Die Geschichte von Sophia-Jacoba

Sophia Jacoba Schacht 3, Hückelhoven

 Das Aachener Revier nimmt für sich in Anspruch, das älteste urkundlich nachgewiesene Steinkohlerevier des kontinentalen Europas zu sein. Eigentlich ist das Aachener Revier eine sehr viel größerer kulturhistorische Einheit, als dies der Name anzeigt. Die geologischen und historischen Zusammenhänge mit den Kohlefeldern in Holland und Belgien legen es nahe, von einem Nieder-Maas-Revier zu sprechen. Auch in der Geschichte der Grube Sophia Jacoba sind die Verbindungsstränge ins benachbarte Holland offensichtlich. 1909-11 wurde Schacht 1 und 1911-18 Schacht 2 angelegt. Die ehemaligen Besitzer, die Familie Honigmann, verkaufte das Bergwerk an die größte niederländische Kohlenimportgesellschaft, die Steenkohlen Handelsvereeniging. Seit 1917 hieß die Zeche nach den Ehefrauen der holländischen Unternehmens- und Zechenleiter Sophia Jacoba. Die Zeche war die nördlichste Grube des Reviers und der größte Arbeitgeber im Kreis Erkelenz.
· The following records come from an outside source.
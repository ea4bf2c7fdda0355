use crate::router::tests::utils::{add_airport, add_flight, arb_shipment, network, params, setup};
use proptest::prelude::*;
use proptest::proptest;
use std::collections::HashMap;

proptest! {
    #![proptest_config(ProptestConfig::with_cases(32))]

    #[test]
    fn test_capacity_and_quantity_invariants(
        shipments in prop::collection::vec(arb_shipment(), 1..25),
        seed in 0..1000u64,
    ) {
        let mut airports = HashMap::new();
        let mut templates = Vec::new();
        add_airport(&mut airports, "HUB", 0, true);
        add_airport(&mut airports, "AP_1", 400, false);
        add_airport(&mut airports, "AP_2", 300, false);
        add_airport(&mut airports, "AP_3", 200, false);
        add_flight(&mut templates, &airports, "HUB", "AP_1", "06:00", "08:00", 250);
        add_flight(&mut templates, &airports, "HUB", "AP_2", "07:00", "09:30", 150);
        add_flight(&mut templates, &airports, "AP_1", "AP_3", "11:00", "12:00", 120);
        add_flight(&mut templates, &airports, "AP_2", "AP_3", "13:00", "14:00", 80);
        add_flight(&mut templates, &airports, "AP_1", "AP_2", "10:00", "11:00", 100);
        add_flight(&mut templates, &airports, "AP_3", "AP_1", "18:00", "20:00", 90);

        let (mut network, mut forecast, mut router) = setup(network(airports, &templates, 4), params().with_seed(seed));
        let assignments = router.plan(&mut network, &mut forecast, &shipments);

        prop_assert_eq!(shipments.len(), assignments.len());
        for a in &assignments {
            prop_assert_eq!(a.requested, a.assigned + a.pending, "quantity split of {}", a.shipment_id);
            prop_assert_eq!(a.assigned, a.routes.iter().map(|r| r.quantity).sum::<u32>());
            for r in &a.routes {
                prop_assert_eq!(Some(&a.destination_id), r.legs.last().map(|l| &l.destination_id));
                prop_assert!(r.quantity > 0);
            }
        }

        let mut booked = HashMap::new();
        for l in assignments.iter().flat_map(|a| a.routes.iter()).flat_map(|r| r.legs.iter().map(move |l| (l, r.quantity))) {
            *booked.entry(l.0.flight).or_insert(0u32) += l.1;
        }
        for (idx, f) in network.instances().iter().enumerate() {
            let used = booked.get(&idx).copied().unwrap_or(0);
            prop_assert!(used <= f.capacity, "{} overbooked: {} > {}", f.id, used, f.capacity);
            prop_assert_eq!(f.capacity - used, f.remaining());
        }

        let window = network.window();
        for (airport_id, airport) in network.airports().iter().filter(|(_, a)| !a.infinite_source) {
            let peak = forecast.peak_backlog(airport_id, window.start, window.end);
            prop_assert!(peak <= airport.capacity, "{} overfilled: {} > {}", airport_id, peak, airport.capacity);
        }
    }
}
Wegen der hohen untertägigen Gewinnungskosten (geringe Flözhöhen) wurde die Zeche Sophia Jacoba zum 31.12.1997 stillgelegt. Erhalten geblieben sind das Fördergerüst sowie das Verwaltungs- und Kauengebäude. Das 1929 begonnene und 1934 fertiggestellte Fördergerüst zählt zur Gruppe der zweigeschossigen Strebengerüste. Die Schachthalle sowie das Fördermaschinengebäude mit der Elektrofördermaschine stammen aus dem Jahre 1965. Das Verwaltungs- und Kauengebäude entstand im wesentlichen in den Jahren 1936/37. Der direkt an der Straße liegende Bauteil mit der Lohnhalle und den Büroräumen übernimmt eine Vermittlungsfunktion zwischen öffentlichem Raum und Zechengelände, und, da direkt gegenüber die Bergarbeitersiedlung liegt, auch zwischen Arbeiten und Wohnen. An die im Verwaltungsgebäude befindliche, zweigeschossige Lohnhalle schließt sich direkt die Waschkaue an, deren Dimension auch die Größe der Zeche verdeutlicht (1930 = 3.300 Beschäftigte).

Kampf um Sophia - Jacoba

1988 kam die überraschende Nachricht, dass Sophia - Jacoba, das modernste Steinkohlebergwerk Europas, 1991 stillgelegt werden sollte. In einem beispiellosen Kampf ist die Belegschaft von Sophia - Jacoba bis an die Grenzen der Zumutbarkeit gegangen. In der letzten Phase sind bis zu 1.000 Kumpel, 14 Tage Untertage geblieben, ohne ihre Arbeit zu vernachlässigen und haben anschließend bis zum Stilllegungs-Beschluß am 11.11.1991 3 Tage den Aachener Dom besetzt. Damit konnte die Stilllegung zwar nicht verhindert werden, aber es war bis 1997 ein Zeitraum gewonnen worden, in dem die 3844 Belegschaftsmitglieder für den Arbeitsmarkt vorbereitet und dort untergebracht werden konnten. Ohne Unterbrechung haben sich die Bergleute daran gemacht, dass ein Teil der "Sophia - Jacoba" erhalten bleibt. Was bot sich mehr an, als den Schacht 3 in Hückelhoven zu erhalten, den es in dieser ästhetischen Form nur noch ein einziges Mal auf der Schachtanlage Carl Funke in Essen gab.